- _Study material_
*** Begin section ***
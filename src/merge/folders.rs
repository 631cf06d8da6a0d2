//! Reconstruction of the solution-folder tree of a merged solution.
//!
//! Every project is assigned a grouping key: normally the name of the
//! solution it came from, or for a project file living outside its
//! solution's directory, the directory two levels above the project file.
//! Each key becomes a top-level folder of the merged solution. Sub-folder
//! placement recorded in the source solutions is preserved beneath it.

use std::collections::HashMap;
use std::path::Path;

use indexmap::IndexMap;

use super::ids::GuidAllocator;
use crate::models::{Guid, NestedSection, Project, ProjectKind};

/// Why a nesting edge from a source solution was not carried over.
#[derive(Debug, Clone, PartialEq, Eq)]
pub enum RepairReason {
    /// The recorded parent is not an entry of any source solution.
    UnknownParent(Guid),
    /// The recorded nesting loops back on itself.
    Cycle,
}

/// An entry re-attached to its group's top-level folder.
#[derive(Debug, Clone)]
pub struct NestingRepair {
    pub guid: Guid,
    pub name: String,
    pub solution: String,
    pub reason: RepairReason,
}

#[derive(Debug)]
pub struct Folders {
    /// Synthetic folders, top-level folder of each group first.
    pub folders: Vec<Project>,
    pub nested: NestedSection,
    pub repairs: Vec<NestingRepair>,
}

/// The folder a project is grouped under in a merged solution.
pub fn grouping_key(project: &Project) -> String {
    match &project.kind {
        ProjectKind::Folder | ProjectKind::Website { .. } => project.solution_name.clone(),
        ProjectKind::File { .. } if project.is_inside_solution_dir() => {
            project.solution_name.clone()
        }
        ProjectKind::File { absolute } => absolute
            .parent()
            .and_then(Path::parent)
            .and_then(Path::file_name)
            .map(|name| name.to_string_lossy().into_owned())
            .unwrap_or_else(|| project.solution_name.clone()),
    }
}

/// Build the folder tree for the merged `projects`.
///
/// `source_nesting` holds each source solution's decoded nesting, keyed by
/// solution name and already expressed in merged identifiers. New folders
/// belong to the merged solution `solution_name` in `base_dir`.
pub fn synthesize_folders(
    projects: &[Project],
    source_nesting: &HashMap<String, NestedSection>,
    solution_name: &str,
    base_dir: &Path,
    ids: &mut GuidAllocator<'_>,
) -> Folders {
    let mut groups: IndexMap<String, Vec<&Project>> = IndexMap::new();
    for project in projects {
        groups.entry(grouping_key(project)).or_default().push(project);
    }

    let key_of: HashMap<&Guid, &str> = groups
        .iter()
        .flat_map(|(key, members)| members.iter().map(move |p| (&p.guid, key.as_str())))
        .collect();
    let by_guid: HashMap<&Guid, &Project> = projects.iter().map(|p| (&p.guid, p)).collect();

    let mut folders = Vec::new();
    let mut nested = NestedSection::new();
    let mut repairs = Vec::new();
    let mut top_of: HashMap<&str, Guid> = HashMap::new();

    for (key, members) in &groups {
        let top = Project::folder(key.clone(), ids.fresh(), solution_name, base_dir);
        let top_guid = top.guid.clone();
        top_of.insert(key.as_str(), top_guid.clone());
        folders.push(top);

        let mut sub_folders: IndexMap<String, Guid> = IndexMap::new();

        for project in members {
            let recorded = source_nesting
                .get(&project.solution_name)
                .and_then(|section| section.parent_of(&project.guid));

            let parent = match recorded {
                None => top_guid.clone(),
                Some(parent) if key_of.get(parent) == Some(&key.as_str()) => parent.clone(),
                Some(parent) => match by_guid.get(parent) {
                    Some(source_folder) => {
                        // The source folder landed in another group; mirror it here
                        sub_folders
                            .entry(source_folder.name.clone())
                            .or_insert_with(|| ids.fresh())
                            .clone()
                    }
                    None => {
                        tracing::warn!(
                            "{} '{}' in {} is nested under unknown {}",
                            project.guid,
                            project.name,
                            project.solution_name,
                            parent
                        );
                        repairs.push(NestingRepair {
                            guid: project.guid.clone(),
                            name: project.name.clone(),
                            solution: project.solution_name.clone(),
                            reason: RepairReason::UnknownParent(parent.clone()),
                        });
                        top_guid.clone()
                    }
                },
            };

            tracing::debug!("{} '{}' -> {}", project.guid, project.name, parent);
            nested.insert(project.guid.clone(), parent);
        }

        for (name, guid) in sub_folders {
            nested.insert(guid.clone(), top_guid.clone());
            folders.push(Project::folder(name, guid, solution_name, base_dir));
        }
    }

    while let Some(cycle) = nested.find_cycle() {
        let guid = cycle[0].clone();
        let Some(project) = by_guid.get(&guid) else {
            break;
        };
        let Some(top) = key_of.get(&guid).and_then(|key| top_of.get(key)) else {
            break;
        };

        tracing::warn!(
            "Nesting of '{}' in {} loops back on itself; moving it to the top folder",
            project.name,
            project.solution_name
        );
        nested.set_parent(guid.clone(), top.clone());
        repairs.push(NestingRepair {
            guid,
            name: project.name.clone(),
            solution: project.solution_name.clone(),
            reason: RepairReason::Cycle,
        });
    }

    folders.retain(|folder| nested.has_children(&folder.guid));

    Folders {
        folders,
        nested,
        repairs,
    }
}

#[cfg(test)]
mod tests {
    use super::*;
    use crate::merge::ids::SequentialGuids;

    const CSHARP: &str = "{FAE04EC0-301F-11D3-BF4B-00C04F79EFBC}";

    fn g(s: &str) -> Guid {
        Guid::parse(s).unwrap()
    }

    fn file(guid: &str, name: &str, path: &str, solution: &str, dir: &str) -> Project {
        Project::new(g(CSHARP), name, path, g(guid), solution, dir)
    }

    fn folder(guid: &str, name: &str, solution: &str, dir: &str) -> Project {
        Project::folder(name, g(guid), solution, dir)
    }

    fn name_of<'a>(folders: &'a Folders, guid: &Guid) -> &'a str {
        folders
            .folders
            .iter()
            .find(|f| &f.guid == guid)
            .map(|f| f.name.as_str())
            .unwrap_or("<not a synthetic folder>")
    }

    #[test]
    fn groups_by_originating_solution() {
        let projects = vec![
            file("{1}", "ProjA", r"ProjA\ProjA.csproj", "A", "/a"),
            file("{2}", "ProjB", r"ProjB\ProjB.csproj", "B", "/b"),
        ];
        let mut gen = SequentialGuids::new();
        let mut ids = GuidAllocator::new(&mut gen);

        let folders = synthesize_folders(&projects, &HashMap::new(), "All", Path::new("/all"), &mut ids);

        assert_eq!(folders.folders.len(), 2);
        let parent_a = folders.nested.parent_of(&g("{1}")).unwrap();
        let parent_b = folders.nested.parent_of(&g("{2}")).unwrap();
        assert_eq!(name_of(&folders, parent_a), "A");
        assert_eq!(name_of(&folders, parent_b), "B");
        assert!(folders.repairs.is_empty());
    }

    #[test]
    fn groups_external_projects_by_grandparent_dir() {
        let external = file("{1}", "Lib", r"..\shared\Common\Lib\Lib.csproj", "A", "/src/a");
        assert_eq!(grouping_key(&external), "Common");

        let site = file("{2}", "Site", "http://localhost/Site", "A", "/src/a");
        assert_eq!(grouping_key(&site), "A");

        let shallow = file("{3}", "Top", r"..\..\Top.csproj", "A", "/src/a");
        assert_eq!(grouping_key(&shallow), "A");
    }

    #[test]
    fn preserves_sub_folder_within_group() {
        let projects = vec![
            folder("{9}", "Utils", "A", "/a"),
            file("{2}", "ProjC", r"ProjC\ProjC.csproj", "A", "/a"),
        ];
        let mut nesting = HashMap::new();
        nesting.insert(
            "A".to_string(),
            [(g("{2}"), g("{9}"))]
                .into_iter()
                .map(|(child, parent)| crate::models::RelationInfo { child, parent })
                .collect::<NestedSection>(),
        );
        let mut gen = SequentialGuids::new();
        let mut ids = GuidAllocator::new(&mut gen);

        let folders = synthesize_folders(&projects, &nesting, "Merged", Path::new("/m"), &mut ids);

        assert_eq!(folders.nested.parent_of(&g("{2}")), Some(&g("{9}")));
        let utils_parent = folders.nested.parent_of(&g("{9}")).unwrap();
        assert_eq!(name_of(&folders, utils_parent), "A");
        assert_eq!(folders.folders.len(), 1);
    }

    #[test]
    fn mirrors_sub_folder_for_external_project() {
        let projects = vec![
            folder("{9}", "Shared", "A", "/src/a"),
            file("{2}", "Lib", r"..\ext\Common\Lib\Lib.csproj", "A", "/src/a"),
        ];
        let mut nesting = HashMap::new();
        let mut section = NestedSection::new();
        section.insert(g("{2}"), g("{9}"));
        nesting.insert("A".to_string(), section);
        let mut gen = SequentialGuids::new();
        let mut ids = GuidAllocator::new(&mut gen);

        let folders = synthesize_folders(&projects, &nesting, "All", Path::new("/src"), &mut ids);

        let mirror = folders.nested.parent_of(&g("{2}")).unwrap();
        assert_eq!(name_of(&folders, mirror), "Shared");
        let common = folders.nested.parent_of(mirror).unwrap();
        assert_eq!(name_of(&folders, common), "Common");
        assert_eq!(folders.folders.len(), 3);
    }

    #[test]
    fn repairs_unknown_parent() {
        let projects = vec![file("{1}", "App", r"App\App.csproj", "A", "/a")];
        let mut nesting = HashMap::new();
        let mut section = NestedSection::new();
        section.insert(g("{1}"), g("{404}"));
        nesting.insert("A".to_string(), section);
        let mut gen = SequentialGuids::new();
        let mut ids = GuidAllocator::new(&mut gen);

        let folders = synthesize_folders(&projects, &nesting, "All", Path::new("/"), &mut ids);

        let parent = folders.nested.parent_of(&g("{1}")).unwrap();
        assert_eq!(name_of(&folders, parent), "A");
        assert_eq!(
            folders.repairs[0].reason,
            RepairReason::UnknownParent(g("{404}"))
        );
    }

    #[test]
    fn breaks_cycles() {
        let projects = vec![
            folder("{1}", "X", "A", "/a"),
            folder("{2}", "Y", "A", "/a"),
        ];
        let mut nesting = HashMap::new();
        let mut section = NestedSection::new();
        section.insert(g("{1}"), g("{2}"));
        section.insert(g("{2}"), g("{1}"));
        nesting.insert("A".to_string(), section);
        let mut gen = SequentialGuids::new();
        let mut ids = GuidAllocator::new(&mut gen);

        let folders = synthesize_folders(&projects, &nesting, "All", Path::new("/"), &mut ids);

        assert!(folders.nested.find_cycle().is_none());
        assert_eq!(folders.repairs.len(), 1);
        assert_eq!(folders.repairs[0].reason, RepairReason::Cycle);
        assert_eq!(folders.folders.len(), 1);
        assert!(folders.nested.has_children(&folders.folders[0].guid));
    }
}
*** End section ***
- _Description of the task_
Line count for "shallow": count the lines in the records above that hold this word, and give only the number.

- _Response for this exercise_
2